You may also hear house rat and wild rats used loosely in everyday speech. In practice, those names often describe where the animal lives or how people encounter it, not its exact place in the rodent family tree.
Why Rats Matter In Human Life

Rats matter because they live close to people, adapt quickly, and affect homes, farms, research, and public health. People may value rats in some settings and see them as serious pests in others.
Pets Research And Urban Adaptation
Many people keep rats as pets, especially domesticated brown rats, because they can be intelligent, social, and trainable. Rats also play a major role in biomedical research, where their biology helps scientists study health and disease.
Their success in cities comes from flexibility. Rat populations can thrive near food, shelter, and buildings, which is one reason rats adapt so well to human environments.
Pests Disease Risks And Infestations
In homes and businesses, people often treat rats as a pest because they can damage food, wiring, and structures. A serious rat infestation may require coordinated control.

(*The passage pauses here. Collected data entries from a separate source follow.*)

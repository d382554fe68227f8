//! # qn-processes
//!
//! Stochastic processes `dX = μ(t, X) dt + σ(t, X) dW` used by the
//! finite-difference operators, the trees and the Monte Carlo path
//! generators.
//!
//! # Overview
//!
//! - [`StochasticProcess`]: multi-dimensional interface (drift, diffusion,
//!   discretization, `evolve`).
//! - [`StochasticProcess1D`]: scalar convenience trait; every scalar
//!   process is also a one-dimensional [`StochasticProcess`].
//! - Concrete processes: generalized Black-Scholes, Ornstein-Uhlenbeck,
//!   Hull-White, G2++ and Heston.

#![warn(missing_docs)]
#![forbid(unsafe_code)]

// ── Modules ───────────────────────────────────────────────────────────────────

/// Generalized Black-Scholes process.
pub mod black_scholes_process;

/// G2++ two-factor Gaussian short-rate process.
pub mod g2_process;

/// Heston stochastic-volatility process.
pub mod heston_process;

/// Hull-White short-rate process fitted to a yield curve.
pub mod hull_white_process;

/// Ornstein-Uhlenbeck process.
pub mod ornstein_uhlenbeck_process;

/// Base traits.
pub mod stochastic_process;

// ── Re-exports ────────────────────────────────────────────────────────────────

pub use black_scholes_process::GeneralizedBlackScholesProcess;
pub use g2_process::G2Process;
pub use heston_process::HestonProcess;
pub use hull_white_process::HullWhiteProcess;
pub use ornstein_uhlenbeck_process::OrnsteinUhlenbeckProcess;
pub use stochastic_process::{StochasticProcess, StochasticProcess1D};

Ongoing sanitation and exclusion work through ipm, or integrated pest management, helps prevent future infestations.
Rats can also carry diseases linked to humans and other animals. Public health concerns include leptospirosis, caused by leptospira, as well as hantavirus and plague.
Rats may also carry parasites such as scab mites. This is another reason people take indoor rat activity seriously.
Other Meanings Of Rat In English

In English, rat can describe a person as well as an animal. The word often carries judgment, betrayal, or distrust, and the tone depends on the phrase and setting.
Rat As An Insult Or Double-Crosser
As an insult, rat can mean a double-crosser, someone seen as dishonest or disloyal. People may apply it to a person they believe has broken trust or acted selfishly.
You may also hear related terms like scab laborer, which points to someone who crosses a picket line during a labor dispute. The emotional force comes from the idea of betrayal, not from the animal itself.
Rat As A Verb In Phrases Like Rat Out
As a verb, to rat means to betray someone or inform on them. Phrases like rat out, turn in, and ratting all refer to giving someone away.
Ratted describes the past action of betraying someone. In casual speech, people commonly use rat out when someone reveals another person’s secret or wrongdoing.
The phrase carries a strong negative tone. You usually hear it in conflict, gossip, or criminal contexts.